Oooh! Did you see that? No, you didn’t, because this is a website, not a fucking video camera. Anyway, you totally missed it. I yawned. It was very exciting. (I’ve learned that you have to put the emphasis on “very” or it just doesn’t have the same effect.)

Something else you can’t see… I need to shave tomorrow. My face. Not anything else, though because, honestly, try to keep sharp objects as far away from my lower body as I can. Which seems strange, because if you’re going to get cut ANYWHERE, you’d think you’d want it to NOT be your neck. I wonder if I could make that sentence any more awkward and convoluted. Let’s try.

Ready?

Ok.

If you’re not going to get cut, it doesn’t really matter where that happens, but if you are going to get cut, it also doesn’t matter. Unless it’s your neck, then it matters because it’s bad. Of course, I can think of some other places that it’d be bad to get cut. But really, why are we getting cut in the first place? That seems like a bad idea in general.

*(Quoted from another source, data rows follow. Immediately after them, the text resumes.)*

//! `SessionState`: progreso vivo de un usuario dentro de un proceso.
//!
//! - Una sesión por `user_id`, a lo sumo un proceso activo a la vez.
//! - `current_step_index` sólo lo cambia el Navigator (0..=len; == len
//!   significa "completo").
//! - `is_processing_step` es el guard de reentrancia; su escritura atómica
//!   (compare-and-set) es responsabilidad del `SessionStore`, no de este
//!   tipo.
//! - Se crea perezosamente en la primera interacción y se resetea (no se
//!   borra) cuando arranca una operación lógica nueva.

use chrono::{DateTime, Utc};
use serde::{Deserialize, Serialize};
use uuid::Uuid;

/// Cache transitoria de respuestas: última escritura gana por índice.
#[derive(Debug, Clone, PartialEq, Eq, Serialize, Deserialize)]
pub struct CachedAnswer {
    pub step_index: usize,
    pub value: String,
}

/// Turno de conversación para pasos asistidos por IA.
#[derive(Debug, Clone, PartialEq, Eq, Serialize, Deserialize)]
pub struct ConversationTurn {
    pub role: String,
    pub content: String,
}

/// Operación lógica que inicia tras un reset de sesión.
#[derive(Debug, Clone, Copy, PartialEq, Eq)]
pub enum ResetMode {
    /// El autor va a crear un proceso nuevo.
    Create,
    /// El autor edita un proceso existente; fija `process_id` de inmediato.
    Edit(Uuid),
    /// El usuario empieza a responder un proceso.
    Answer(Uuid),
    /// Abandono explícito o por TTL: sesión queda sin proceso activo.
    Abandon,
}

#[derive(Debug, Clone, PartialEq, Serialize, Deserialize)]
pub struct SessionState {
    pub user_id: i64,
    pub process_id: Option<Uuid>,
    pub current_step_index: usize,
    #[serde(default)]
    pub answers: Vec<CachedAnswer>,
    #[serde(default)]
    pub is_processing_step: bool,
    #[serde(default)]
    pub conversation_history: Vec<ConversationTurn>,
    #[serde(default = "default_language")]
    pub system_language: String,
    /// Hash de la definición al iniciar la sesión; detecta ediciones del
    /// autor a mitad de sesión (ver ProcessEditor).
    #[serde(default)]
    pub definition_hash: Option<String>,
    pub last_activity: DateTime<Utc>,
}

fn default_language() -> String {
    "en".to_string()
}

impl SessionState {
    pub fn new(user_id: i64) -> Self {
        Self { user_id,
               process_id: None,
               current_step_index: 0,
               answers: Vec::new(),
               is_processing_step: false,
               conversation_history: Vec::new(),
               system_language: default_language(),
               definition_hash: None,
               last_activity: Utc::now() }
    }

    /// Limpia el progreso independientemente del modo y aplica la
    /// inicialización específica. Preserva `user_id` y `system_language`;
    /// los AnswerRecords durables no se tocan.
    pub fn reset(&mut self, mode: ResetMode) {
        self.process_id = None;
        self.current_step_index = 0;
        self.answers.clear();
        self.is_processing_step = false;
        self.conversation_history.clear();
        self.definition_hash = None;
        self.last_activity = Utc::now();
        match mode {
            ResetMode::Create | ResetMode::Abandon => {}
            ResetMode::Edit(pid) | ResetMode::Answer(pid) => self.process_id = Some(pid),
        }
    }

    /// Upsert en la cache transitoria (última escritura gana).
    pub fn cache_answer(&mut self, step_index: usize, value: impl Into<String>) {
        let value = value.into();
        match self.answers.iter_mut().find(|a| a.step_index == step_index) {
            Some(existing) => existing.value = value,
            None => self.answers.push(CachedAnswer { step_index, value }),
        }
    }

    pub fn cached_answer(&self, step_index: usize) -> Option<&str> {
        self.answers
            .iter()
            .find(|a| a.step_index == step_index)
            .map(|a| a.value.as_str())
    }

    pub fn push_turn(&mut self, role: impl Into<String>, content: impl Into<String>) {
        self.conversation_history.push(ConversationTurn { role: role.into(),
                                                          content: content.into() });
    }

    /// Marca actividad (alimenta el barrido por TTL de inactividad).
    pub fn touch(&mut self) {
        self.last_activity = Utc::now();
    }
}

#[cfg(test)]
mod tests {
    use super::*;

    #[test]
    fn reset_clears_progress_for_every_mode() {
        for mode in [ResetMode::Create, ResetMode::Abandon] {
            let mut s = SessionState::new(7);
            s.process_id = Some(Uuid::new_v4());
            s.current_step_index = 3;
            s.cache_answer(0, "x");
            s.is_processing_step = true;
            s.push_turn("user", "hola");
            s.reset(mode);
            assert_eq!(s.process_id, None);
            assert_eq!(s.current_step_index, 0);
            assert!(s.answers.is_empty());
            assert!(!s.is_processing_step);
            assert!(s.conversation_history.is_empty());
        }
    }

    #[test]
    fn edit_and_answer_modes_set_process_immediately() {
        let pid = Uuid::new_v4();
        let mut s = SessionState::new(7);
        s.reset(ResetMode::Edit(pid));
        assert_eq!(s.process_id, Some(pid));
        s.reset(ResetMode::Answer(pid));
        assert_eq!(s.process_id, Some(pid));
        assert_eq!(s.current_step_index, 0);
    }

    #[test]
    fn cache_answer_is_latest_write_wins() {
        let mut s = SessionState::new(1);
        s.cache_answer(2, "first");
        s.cache_answer(2, "second");
        assert_eq!(s.answers.len(), 1);
        assert_eq!(s.cached_answer(2), Some("second"));
    }
}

I mean, if the blood were SUPPOSED to be outside your body, someone would come and remove it and place it carefully in lots of sanitary jars for you to place around your house. Which is a really creepy thought.

And you’d really be lacking color in your cheeks. and probably everywhere else. Except your hair, because there’s no blood in that. Of course, if you’re like 100 or something, you probably don’t have any color in your hair anyway. Well, it’s probably white… which is a color… you also might not have hair, which would really make you worthless in regards to this part of the discussion, since we’re obviously talking about hair with blood in it… or not. On the other hand, if you’re 100 you PROBABLY don’t have a lot of color in you to begin with… so losing your blood probably wouldn’t really be that noticeable. Except that you’d be dead, because it’s not SUPPOSED to be outside of you… and that’s really the point here, which I think I’ve made exceptionally well.

and now, since I’ve obviously made my point very well (I said so myself), I think I’m going to bed. A contributing factor may be that my eyes are pretty much closed now.

I think I’ll have to open them to publish this. Especially if I want to do a spell-check first.

Hahahaha. Spell chekc. Oh yeah. That’s what I’m going to do.

Not.

13 Responses to “Whoops.”

  1. A journey into the mind of Pete (when he’s drugged up and falling asleep). Fun, but random…

  2. scary.

  3. You seriously need to take drugs more often!

  4. Loved this post, Pete! Very… uh… coherent! But also thought provoking! :)

  5. how can you handle multiple rounds of drinks but not two tiny cold pills?

    unless you did both last night.

    get well soon.. or not.. that was actually really amusing.

  6. well at least he is posting more if not more often.

  7. With reference to the following…you, my dear, are obviously losing it: “speaking of Manny…he and Carrie are engaged…in a very interesting relationship.”

  8. i predict a missed class in the near future.

    who is katie holmes?

  9. Katie Holmes is the infamous “Joey” from WB’s tenn melodrama Dawson’s Creek. [I secretly love that show, shhhh don't tell anyone.]

  10. Who is Katie Holmes?

    Well, hilary… I’m SO glad you asked.

    THIS is Katie Holmes.

    Oh, yeah… and that stuff Teresa said is right, too.

  11. Hey Pete, quit drooling. She’s on the cover of this month’s Cosmo if ur interested. ;)

  12. Don’t I know it. I’m going to steal it from the roomie when she’s not looking.

  13. My mom used to date her uncle a long time ago. She says “you could have been related to Katie Holmes.” But then… I wouldn’t have existed in the first place. I don’t know if my mom realizes that.